- Goal of the exercise:
Collect every line below that contains the word "enum".

Dataset entries:
//! Domain errors - error types for the domain layer

use thiserror::Error;

use crate::value_objects::Snowflake;

/// Domain layer errors
#[derive(Debug, Error)]
pub enum DomainError {
    // =========================================================================
    // Not Found Errors
    // =========================================================================
    #[error("User not found: {0}")]
    UserNotFound(Snowflake),

    #[error("Message not found: {0}")]
    MessageNotFound(Snowflake),

    // =========================================================================
    // Validation Errors
    // =========================================================================
    #[error("Validation error: {0}")]
    ValidationError(String),

    #[error("Message text must not be empty")]
    EmptyContent,

    #[error("Content too long: max {max} characters")]
    ContentTooLong { max: usize },

    #[error("Users cannot follow themselves")]
    SelfFollow,

    // =========================================================================
    // Authentication / Authorization Errors
    // =========================================================================
    #[error("Authentication required")]
    Unauthenticated,

    #[error("Not message author")]
    NotMessageAuthor,

    // =========================================================================
    // Conflict Errors
    // =========================================================================
    #[error("Username already taken")]
    UsernameTaken,

    #[error("Email already in use")]
    EmailAlreadyExists,

    // =========================================================================
    // Infrastructure Errors (wrapped)
    // =========================================================================
    #[error("Database error: {0}")]
    DatabaseError(String),

    #[error("Cache error: {0}")]
    CacheError(String),

    #[error("Internal error: {0}")]
    InternalError(String),
}

impl DomainError {
    /// Get an error code string for API responses
    pub fn code(&self) -> &'static str {
        match self {
            Self::UserNotFound(_) => "UNKNOWN_USER",
            Self::MessageNotFound(_) => "UNKNOWN_MESSAGE",

            Self::ValidationError(_) => "VALIDATION_ERROR",
            Self::EmptyContent => "EMPTY_CONTENT",
            Self::ContentTooLong { .. } => "CONTENT_TOO_LONG",
            Self::SelfFollow => "SELF_FOLLOW",

            Self::Unauthenticated => "UNAUTHENTICATED",
            Self::NotMessageAuthor => "NOT_MESSAGE_AUTHOR",

            Self::UsernameTaken => "USERNAME_TAKEN",
            Self::EmailAlreadyExists => "EMAIL_ALREADY_EXISTS",

            Self::DatabaseError(_) => "DATABASE_ERROR",
            Self::CacheError(_) => "CACHE_ERROR",
            Self::InternalError(_) => "INTERNAL_ERROR",
        }
    }

    /// Check if this is a "not found" error
    pub fn is_not_found(&self) -> bool {
        matches!(self, Self::UserNotFound(_) | Self::MessageNotFound(_))
    }

    /// Check if this is a validation error (including rejected self-follows)
    pub fn is_validation(&self) -> bool {
        matches!(
            self,
            Self::ValidationError(_)
                | Self::EmptyContent
                | Self::ContentTooLong { .. }
                | Self::SelfFollow
        )
    }

    /// Check if the caller has no bound session
    pub fn is_authentication(&self) -> bool {
        matches!(self, Self::Unauthenticated)
    }

    /// Check if this is an authorization error
    pub fn is_authorization(&self) -> bool {
        matches!(self, Self::NotMessageAuthor)
    }

    /// Check if this is a conflict error
    pub fn is_conflict(&self) -> bool {
        matches!(self, Self::UsernameTaken | Self::EmailAlreadyExists)
    }

    /// HTTP-equivalent status for this error.
    ///
    /// `Unauthenticated` maps to 401 here; the HTTP layer turns it into a
    /// redirect to the login page instead.
    pub fn status_code(&self) -> u16 {
        if self.is_not_found() {
            404
        } else if self.is_authentication() {
            401
        } else if self.is_authorization() {
            403
        } else if self.is_validation() {
            400
        } else if self.is_conflict() {
            409
        } else {
            500
        }
    }
}
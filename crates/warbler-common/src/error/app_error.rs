//! Application error types
//!
//! Failures below the service layer that are not domain rule violations:
//! credentials, tokens, infrastructure, and configuration.

use warbler_core::DomainError;

#[derive(Debug, thiserror::Error)]
pub enum AppError {
    #[error("Invalid username or password")]
    InvalidCredentials,

    #[error("Invalid session token")]
    InvalidToken,

    #[error("Session token expired")]
    TokenExpired,

    #[error("Validation error: {0}")]
    Validation(String),

    #[error("Database error: {0}")]
    Database(String),

    #[error("Cache error: {0}")]
    Cache(String),

    #[error("Configuration error: {0}")]
    Config(String),

    #[error("Internal server error")]
    Internal(#[source] anyhow::Error),

    #[error(transparent)]
    Domain(#[from] DomainError),
}

impl AppError {
    /// HTTP-equivalent status for this error
    #[must_use]
    pub fn status_code(&self) -> u16 {
        match self {
            Self::Validation(_) => 400,
            Self::InvalidCredentials | Self::InvalidToken | Self::TokenExpired => 401,
            Self::Database(_) | Self::Cache(_) | Self::Config(_) | Self::Internal(_) => 500,
            Self::Domain(e) => e.status_code(),
        }
    }

    #[must_use]
    pub fn error_code(&self) -> &'static str {
        match self {
            Self::InvalidCredentials => "INVALID_CREDENTIALS",
            Self::InvalidToken => "INVALID_TOKEN",
            Self::TokenExpired => "TOKEN_EXPIRED",
            Self::Validation(_) => "VALIDATION_ERROR",
            Self::Database(_) => "DATABASE_ERROR",
            Self::Cache(_) => "CACHE_ERROR",
            Self::Config(_) => "CONFIG_ERROR",
            Self::Internal(_) => "INTERNAL_ERROR",
            Self::Domain(e) => e.code(),
        }
    }

    /// Wrap an opaque failure
    pub fn internal(err: impl Into<anyhow::Error>) -> Self {
        Self::Internal(err.into())
    }
}
//! Path parameter extractors
//!
//! Type-safe extraction of Snowflake IDs from path parameters.

use axum::{
    async_trait,
    extract::{FromRequestParts, Path},
    http::request::Parts,
};
use serde::de::DeserializeOwned;
use warbler_core::Snowflake;

use crate::response::ApiError;

/// Path extractor that reports malformed parameters as `ApiError`
#[derive(Debug, Clone)]
pub struct SnowflakePath<T>(pub T);

#[async_trait]
impl<S, T> FromRequestParts<S> for SnowflakePath<T>
where
    S: Send + Sync,
    T: DeserializeOwned + Send,
{
    type Rejection = ApiError;

    async fn from_request_parts(parts: &mut Parts, state: &S) -> Result<Self, Self::Rejection> {
        let Path(inner) = Path::<T>::from_request_parts(parts, state)
            .await
            .map_err(|e| ApiError::invalid_path(e.to_string()))?;

        Ok(SnowflakePath(inner))
    }
}

/// Path parameters with user_id
#[derive(Debug, serde::Deserialize)]
pub struct UserIdPath {
    pub user_id: String,
}

impl UserIdPath {
    pub fn user_id(&self) -> Result<Snowflake, ApiError> {
        self.user_id
            .parse()
            .map_err(|_| ApiError::invalid_path("Invalid user_id format"))
    }
}

/// Path parameters with message_id
#[derive(Debug, serde::Deserialize)]
pub struct MessageIdPath {
    pub message_id: String,
}

impl MessageIdPath {
    pub fn message_id(&self) -> Result<Snowflake, ApiError> {
        self.message_id
            .parse()
            .map_err(|_| ApiError::invalid_path("Invalid message_id format"))
    }
}

#[cfg(test)]
mod tests {
    use super::*;

    #[test]
    fn test_parse_ids() {
        let path = UserIdPath {
            user_id: "1234".to_string(),
        };
        assert_eq!(path.user_id().unwrap(), Snowflake::new(1234));

        let path = MessageIdPath {
            message_id: "abc".to_string(),
        };
        assert!(matches!(path.message_id(), Err(ApiError::InvalidPath(_))));
    }
}
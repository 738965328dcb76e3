//! Database models - SQLx-compatible structs for PostgreSQL tables

mod follow;
mod message;
mod user;

pub use follow::FollowModel;
pub use message::MessageModel;
pub use user::UserModel;
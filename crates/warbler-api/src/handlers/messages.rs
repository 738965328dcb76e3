//! Message handlers

use axum::{extract::State, Json};
use warbler_service::{
    dto::{CreateMessageRequest, MessageResponse},
    MessageService,
};

use crate::extractors::{CurrentSession, MessageIdPath, SnowflakePath, ValidatedForm};
use crate::response::{ApiError, ApiResult, Found};
use crate::state::AppState;

/// Post a message as the signed-in user
///
/// POST /messages/new
///
/// The form rejection is held until the session is checked, so anonymous
/// callers are redirected whatever they send.
pub async fn create_message(
    State(state): State<AppState>,
    session: CurrentSession,
    form: Result<ValidatedForm<CreateMessageRequest>, ApiError>,
) -> ApiResult<Found> {
    let author_id = session.require_auth()?;
    let ValidatedForm(request) = form?;
    MessageService::new(state.service_context())
        .create_message(author_id, request)
        .await?;
    Ok(Found::to(format!("/users/{author_id}")))
}

/// GET /messages/{message_id}
pub async fn get_message(
    State(state): State<AppState>,
    SnowflakePath(path): SnowflakePath<MessageIdPath>,
) -> ApiResult<Json<MessageResponse>> {
    let message_id = path.message_id()?;
    let response = MessageService::new(state.service_context())
        .get_message(message_id)
        .await?;
    Ok(Json(response))
}

/// Delete a message; only its author may
///
/// POST /messages/{message_id}/delete
pub async fn delete_message(
    State(state): State<AppState>,
    session: CurrentSession,
    SnowflakePath(path): SnowflakePath<MessageIdPath>,
) -> ApiResult<Found> {
    let requester_id = session.require_auth()?;
    let message_id = path.message_id()?;
    MessageService::new(state.service_context())
        .delete_message(message_id, requester_id)
        .await?;
    Ok(Found::to(format!("/users/{requester_id}")))
}
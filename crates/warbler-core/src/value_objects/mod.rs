//! Value objects - immutable types that represent domain concepts

mod session_context;
mod snowflake;

pub use session_context::SessionContext;
pub use snowflake::{Snowflake, SnowflakeGenerator, SnowflakeParseError};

- Answer for the task:
pub enum DomainError {
pub enum AppError {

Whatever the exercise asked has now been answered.